Galmozzi fa un bilancio dei suoi primi 60 anni (d’età): «Non ho combinato un c… A parte i danni». Lui e quelli come lui, ammette, hanno causato «immani disastri convinti di avere sempre ragione, avendo avuto invece sempre torto». Galmozzi, oltre alla banda armata, ha partecipato a due omicidi, un missino nel 1976 e un poliziotto l’anno dopo. «Da domani non chiedetemi più pareri su cose per le quali nutro ormai solo indifferenza. Sarà il mio piccolo contributo recato nella direzione di ciò che tutti noi dovremmo veramente fare: dileguarci». Evidentemente di pareri gliene chiedevano, a lui, che di “politica attiva” era esperto. Ma in un soprassalto di umana dignità ha mandato tutti i suoi interlocutori a quel paese, una buona volta.

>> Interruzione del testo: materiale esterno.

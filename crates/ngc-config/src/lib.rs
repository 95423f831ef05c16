//! Configuration for the ngcpy oword bridge
//!
//! The configuration is a small TOML file:
//!
//! ```toml
//! module = "remap.py"
//! module-dir = "/home/cnc/nc_files/python"
//! parameter-slots = 30
//!
//! [kwargs]
//! feed = 120.0
//! ```
//!
//! `$NGCPY_CONFIG` overrides the file location, which is useful for tests and
//! for running several machine configurations side by side.

pub mod module_paths;

use serde::{Deserialize, Serialize};
use std::fs;
use std::path::{Path, PathBuf};
use thiserror::Error;

/// Default size of the standalone interpreter's parameter table
pub const DEFAULT_PARAMETER_SLOTS: usize = 30;

/// Environment variable holding an explicit config file path
pub const CONFIG_ENV: &str = "NGCPY_CONFIG";

/// Keys accepted by [`Config::get`] and [`Config::set`]
pub const CONFIG_KEYS: &[&str] = &["module", "module-dir", "parameter-slots", "tool-table"];

#[derive(Error, Debug)]
pub enum ConfigError {
    #[error("IO error: {0}")]
    Io(#[from] std::io::Error),

    #[error("Failed to parse config: {0}")]
    Parse(#[from] toml::de::Error),

    #[error("Failed to serialize config: {0}")]
    Serialize(#[from] toml::ser::Error),

    #[error("Unknown config key '{0}'")]
    UnknownKey(String),

    #[error("Invalid value for '{key}': {reason}")]
    InvalidValue { key: String, reason: String },
}

#[derive(Serialize, Deserialize, Debug, Clone, Default, PartialEq)]
#[serde(rename_all = "kebab-case")]
pub struct Config {
    #[serde(skip_serializing_if = "Option::is_none")]
    pub module: Option<String>,
    #[serde(skip_serializing_if = "Option::is_none")]
    pub module_dir: Option<String>,
    #[serde(skip_serializing_if = "Option::is_none")]
    pub parameter_slots: Option<usize>,
    #[serde(skip_serializing_if = "Option::is_none")]
    pub tool_table: Option<String>,
    /// Keyword extras passed to every oword procedure
    #[serde(default, skip_serializing_if = "toml::Table::is_empty")]
    pub kwargs: toml::Table,
}

impl Config {
    pub fn path() -> PathBuf {
        if let Ok(env_path) = std::env::var(CONFIG_ENV) {
            let trimmed = env_path.trim();
            if !trimmed.is_empty() {
                return PathBuf::from(trimmed);
            }
        }

        #[cfg(not(target_os = "windows"))]
        let base = dirs::home_dir().map(|home| home.join(".config"));

        #[cfg(target_os = "windows")]
        let base = dirs::config_dir();

        base.unwrap_or_else(|| PathBuf::from("."))
            .join("ngcpy")
            .join("ngcpy.toml")
    }

    pub fn load() -> Result<Self, ConfigError> {
        Self::load_from(&Self::path())
    }

    pub fn load_from(path: &Path) -> Result<Self, ConfigError> {
        if path.exists() {
            let content = fs::read_to_string(path)?;
            Ok(toml::from_str(&content)?)
        } else {
            Ok(Config::default())
        }
    }

    pub fn save(&self) -> Result<(), ConfigError> {
        self.save_to(&Self::path())
    }

    pub fn save_to(&self, path: &Path) -> Result<(), ConfigError> {
        if let Some(parent) = path.parent() {
            if !parent.as_os_str().is_empty() {
                fs::create_dir_all(parent)?;
            }
        }
        let content = toml::to_string_pretty(self)?;
        fs::write(path, content)?;
        Ok(())
    }

    /// Size of the standalone interpreter's parameter table
    pub fn parameter_slots(&self) -> usize {
        self.parameter_slots.unwrap_or(DEFAULT_PARAMETER_SLOTS)
    }

    pub fn module_dir_path(&self) -> Option<PathBuf> {
        self.module_dir.as_ref().map(PathBuf::from)
    }

    pub fn get(&self, key: &str) -> Option<String> {
        match key {
            "module" => self.module.clone(),
            "module-dir" => self.module_dir.clone(),
            "parameter-slots" => self.parameter_slots.map(|n| n.to_string()),
            "tool-table" => self.tool_table.clone(),
            _ => key
                .strip_prefix("kwargs.")
                .and_then(|name| self.kwargs.get(name))
                .map(|value| value.to_string()),
        }
    }

    /// Set a key; `kwargs.<name>` keys take a TOML literal (strings may be bare)
    pub fn set(&mut self, key: &str, value: String) -> Result<(), ConfigError> {
        match key {
            "module" => self.module = Some(value),
            "module-dir" => self.module_dir = Some(value),
            "parameter-slots" => {
                let slots = value
                    .trim()
                    .parse::<usize>()
                    .map_err(|e| ConfigError::InvalidValue {
                        key: key.to_string(),
                        reason: e.to_string(),
                    })?;
                if slots == 0 {
                    return Err(ConfigError::InvalidValue {
                        key: key.to_string(),
                        reason: "must be at least 1".to_string(),
                    });
                }
                self.parameter_slots = Some(slots);
            }
            "tool-table" => self.tool_table = Some(value),
            _ => match key.strip_prefix("kwargs.") {
                Some(name) if !name.is_empty() => {
                    self.kwargs.insert(name.to_string(), parse_literal(&value));
                }
                _ => return Err(ConfigError::UnknownKey(key.to_string())),
            },
        }
        Ok(())
    }

    pub fn is_empty(&self) -> bool {
        self.module.is_none()
            && self.module_dir.is_none()
            && self.parameter_slots.is_none()
            && self.tool_table.is_none()
            && self.kwargs.is_empty()
    }

    pub fn values_iter(&self) -> Vec<(String, String)> {
        let mut values = Vec::new();
        for key in CONFIG_KEYS {
            if let Some(val) = self.get(key) {
                values.push(((*key).to_string(), val));
            }
        }
        for (name, value) in &self.kwargs {
            values.push((format!("kwargs.{}", name), value.to_string()));
        }
        values
    }
}

/// Parse a TOML literal such as `1.5`, `true` or `"text"`, falling back to a plain string
fn parse_literal(raw: &str) -> toml::Value {
    let document = format!("value = {}", raw.trim());
    toml::from_str::<toml::Table>(&document)
        .ok()
        .and_then(|mut table| table.remove("value"))
        .unwrap_or_else(|| toml::Value::String(raw.to_string()))
}

#[cfg(test)]
mod tests {
    use super::*;
    use tempfile::TempDir;

    #[test]
    fn test_default_slots() {
        let config = Config::default();
        assert_eq!(config.parameter_slots(), 30);
        assert!(config.is_empty());
    }

    #[test]
    fn test_round_trip_through_file() {
        let dir = TempDir::new().unwrap();
        let path = dir.path().join("sub").join("ngcpy.toml");

        let mut config = Config::default();
        config.set("module", "remap.py".to_string()).unwrap();
        config.set("module-dir", "/opt/python".to_string()).unwrap();
        config.set("kwargs.feed", "120.5".to_string()).unwrap();
        config.save_to(&path).unwrap();

        let loaded = Config::load_from(&path).unwrap();
        assert_eq!(loaded, config);
        assert_eq!(loaded.kwargs.get("feed"), Some(&toml::Value::Float(120.5)));
    }

    #[test]
    fn test_parse_kwargs_table() {
        let config: Config = toml::from_str(
            r#"
module = "remap.py"

[kwargs]
retract = 2
label = "pocket"
"#,
        )
        .unwrap();
        assert_eq!(config.module.as_deref(), Some("remap.py"));
        assert_eq!(config.kwargs.get("retract"), Some(&toml::Value::Integer(2)));
        assert_eq!(config.get("kwargs.label").as_deref(), Some("\"pocket\""));
    }

    #[test]
    fn test_bare_kwarg_string() {
        let mut config = Config::default();
        config.set("kwargs.mode", "fast".to_string()).unwrap();
        assert_eq!(
            config.kwargs.get("mode"),
            Some(&toml::Value::String("fast".to_string()))
        );
    }

    #[test]
    fn test_invalid_slots_rejected() {
        let mut config = Config::default();
        assert!(matches!(
            config.set("parameter-slots", "zero".to_string()),
            Err(ConfigError::InvalidValue { .. })
        ));
        assert!(config.set("parameter-slots", "0".to_string()).is_err());
        config.set("parameter-slots", "40".to_string()).unwrap();
        assert_eq!(config.parameter_slots(), 40);
    }

    #[test]
    fn test_unknown_key() {
        let mut config = Config::default();
        assert!(matches!(
            config.set("pydir", "x".to_string()),
            Err(ConfigError::UnknownKey(_))
        ));
        assert!(config.get("pydir").is_none());
    }

    #[test]
    fn test_missing_file_gives_default() {
        let dir = TempDir::new().unwrap();
        let loaded = Config::load_from(&dir.path().join("absent.toml")).unwrap();
        assert!(loaded.is_empty());
    }
}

C’è chi gli dice che il "cognitariato" - qualunque cosa sia - è «la cifra della nostra generazione impegnata e idealista». Lui: «In questo siamo sempre stati imbattibili: trovare nomi irresistibili per le minchiate che spariamo». Qualcun altro osserva che «i bilanci sono difficili». Lui fa notare che, «tanto, da quegli inarrivabili affabulatori che siamo sempre stati riusciremo a trovare qualcosa di eroico anche in questo». Magari - dico io - con l’aiuto di qualche regista cinematografico engagé, di quelli che sanno come raccontare, a chi non c’era, i tormenti esistenziali e ideologici dei robinhood alla Cesare Battisti, una lgenerazione impegnata e idealista» che fior di democristiani hanno “perdonato” e reimmesso in cattedra a fare l’unica cosa che sanno veramente fare: arringare il popolo. C’è scappato qualche morto ammazzato, è vero, qualche orfano, qualche paraplegico. Ma la “passione civile” di quegli Anni Formidabili non si deve spegnere. E pazienza se qualche perdente si chiama fuori sputando in faccia a tutti la verità. È un “compagno che sbaglia”. Per la seconda volta.